Idaho is one of only 15 states that does not have a statute to compensate citizens wrongfully imprisoned for crimes they did not commit. The federal government, the District of Columbia, and 35 states have laws that compensate the wrongfully convicted. Nationally, the average compensation paid to exonerees is $68,000 for each year of wrongful incarceration. Many of the laws also help exonerees address immediate needs upon their release like housing, transportation, medical care and even tuition assistance.

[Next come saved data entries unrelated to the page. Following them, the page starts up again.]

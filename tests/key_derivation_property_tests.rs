// SPDX-FileCopyrightText: 2025 Semiotic AI, Inc.
//
// SPDX-License-Identifier: Apache-2.0

//! Property-based tests for cache key derivation
//!
//! These tests use proptest to check that keys are stable under parameter
//! reordering and discriminate between different parameter values.

use geocache::{KeyDeriver, ParameterSet};
use proptest::prelude::*;
use serde_json::{json, Map, Value};

// Helper to generate leaf parameter values
fn arb_leaf() -> impl Strategy<Value = Value> {
    prop_oneof![
        Just(Value::Null),
        any::<bool>().prop_map(Value::from),
        any::<i64>().prop_map(Value::from),
        (-1.0e6f64..1.0e6).prop_map(Value::from),
        "[a-zA-Z0-9 _:\"\\\\-]{0,12}".prop_map(Value::from),
    ]
}

// Helper to generate nested parameter values, two levels deep
fn arb_value() -> impl Strategy<Value = Value> {
    arb_leaf().prop_recursive(2, 16, 4, |inner| {
        prop_oneof![
            prop::collection::vec(inner.clone(), 0..4).prop_map(Value::Array),
            prop::collection::btree_map("[a-z]{1,6}", inner, 0..4)
                .prop_map(|m| Value::Object(m.into_iter().collect())),
        ]
    })
}

fn arb_params() -> impl Strategy<Value = Vec<(String, Value)>> {
    prop::collection::btree_map("[a-z_]{1,8}", arb_value(), 0..6)
        .prop_map(|m| m.into_iter().collect())
}

fn build(entries: impl IntoIterator<Item = (String, Value)>) -> ParameterSet {
    let mut params = ParameterSet::new();
    for (name, value) in entries {
        params.insert(name, value);
    }
    params
}

proptest! {
    /// Property: insertion order of parameters never changes the key
    #[test]
    fn prop_key_ignores_parameter_order(entries in arb_params()) {
        let deriver = KeyDeriver::default();
        let forward = build(entries.clone());
        let reversed = build(entries.into_iter().rev());

        prop_assert_eq!(
            deriver.derive_key("nearby", &forward).unwrap(),
            deriver.derive_key("nearby", &reversed).unwrap()
        );
    }

    /// Property: keys have the `<prefix>:<namespace>:<64 hex>` shape
    #[test]
    fn prop_key_shape(entries in arb_params(), namespace in "[a-z]{1,12}") {
        let key = KeyDeriver::default().derive_key(&namespace, &build(entries)).unwrap();
        let expected_prefix = format!("geo:{namespace}:");

        prop_assert!(key.starts_with(&expected_prefix));
        let digest = &key[expected_prefix.len()..];
        prop_assert_eq!(digest.len(), 64);
        prop_assert!(digest.chars().all(|c| c.is_ascii_hexdigit() && !c.is_ascii_uppercase()));
    }

    /// Property: changing one parameter's value changes the key
    #[test]
    fn prop_key_discriminates_values(
        entries in arb_params(),
        name in "[a-z_]{1,8}",
        a in arb_value(),
        b in arb_value(),
    ) {
        prop_assume!(a != b);
        let deriver = KeyDeriver::default();

        let mut with_a = build(entries.clone());
        with_a.insert(name.clone(), a);
        let mut with_b = build(entries);
        with_b.insert(name, b);

        prop_assert_ne!(
            deriver.derive_key("within", &with_a).unwrap(),
            deriver.derive_key("within", &with_b).unwrap()
        );
    }

    /// Property: the same parameters under different namespaces never collide
    #[test]
    fn prop_key_separates_namespaces(entries in arb_params()) {
        let deriver = KeyDeriver::default();
        let params = build(entries);
        prop_assert_ne!(
            deriver.derive_key("nearby", &params).unwrap(),
            deriver.derive_key("containing", &params).unwrap()
        );
    }
}

#[test]
fn test_nested_mapping_order_is_irrelevant() {
    let deriver = KeyDeriver::default();
    let a: ParameterSet = json!({"filter": {"state": "MO", "type": "county"}, "limit": 10})
        .try_into()
        .unwrap();

    let mut inner = Map::new();
    inner.insert("type".into(), json!("county"));
    inner.insert("state".into(), json!("MO"));
    let mut outer = Map::new();
    outer.insert("limit".into(), json!(10));
    outer.insert("filter".into(), Value::Object(inner));
    let b = ParameterSet::from(outer);

    assert_eq!(
        deriver.derive_key("locations", &a).unwrap(),
        deriver.derive_key("locations", &b).unwrap()
    );
}

#[test]
fn test_list_order_is_significant() {
    let deriver = KeyDeriver::default();
    let a: ParameterSet = json!({"ids": [1, 2]}).try_into().unwrap();
    let b: ParameterSet = json!({"ids": [2, 1]}).try_into().unwrap();
    assert_ne!(
        deriver.derive_key("locations", &a).unwrap(),
        deriver.derive_key("locations", &b).unwrap()
    );
}

#[test]
fn test_typed_parameters_match_dynamic_ones() {
    #[derive(serde::Serialize)]
    struct NearbyQuery {
        longitude: f64,
        latitude: f64,
        radius_km: u32,
    }

    let deriver = KeyDeriver::default();
    let typed = deriver
        .derive_key_for(
            "nearby",
            &NearbyQuery {
                longitude: -90.199,
                latitude: 38.627,
                radius_km: 10,
            },
        )
        .unwrap();
    let dynamic = deriver
        .derive_key(
            "nearby",
            &ParameterSet::new()
                .with("radius_km", 10)
                .unwrap()
                .with("latitude", 38.627)
                .unwrap()
                .with("longitude", -90.199)
                .unwrap(),
        )
        .unwrap();

    assert_eq!(typed, dynamic);
}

It is impossible to convey all of the difficulties the innocent face upon re-entering society, never mind that their records remain on state lists, so employment and housing searches show them as rapists or murderers. If you’re wrongly convicted in Idaho, your only recourse is to file a federal civil rights lawsuit that often involves years of costly litigation — both for the exoneree and the state. These lawsuits do not help the exonerated when they need it most and end up costing more in the long run than a compensation law would.

Rep. Doug Ricks, R-Rexburg, has introduced legislation that would provide $60,000 per year of wrongful incarceration or $75,000 per year on death row, with an additional $25,000 for years wrongfully spent on parole and the sex offender registry. Any awards they win through the courts would decrease the amount they receive from the state. Exonerees would also be eligible for assistance such as health insurance, mental health counseling, tuition for job training and temporary housing.

Lastly, the legislation would provide exonerees with a certificate of innocence and expungement, meaning their conviction is officially wiped from the books. In the more than two dozen exonerations that our Boise State University laboratory and the Idaho Innocence Project have worked on, this is what exonerees want most. As Christopher Tapp said when he was finally cleared of rape and murder in 2019, “I want my family’s name back.” This bill will go a long way toward doing just that for Idahoans who have been wrongfully imprisoned and proven innocent.

Greg Hampikian, Ph.D., is a professor of biology and criminal justice at Boise State University. He is also the director of the Idaho Innocence Project.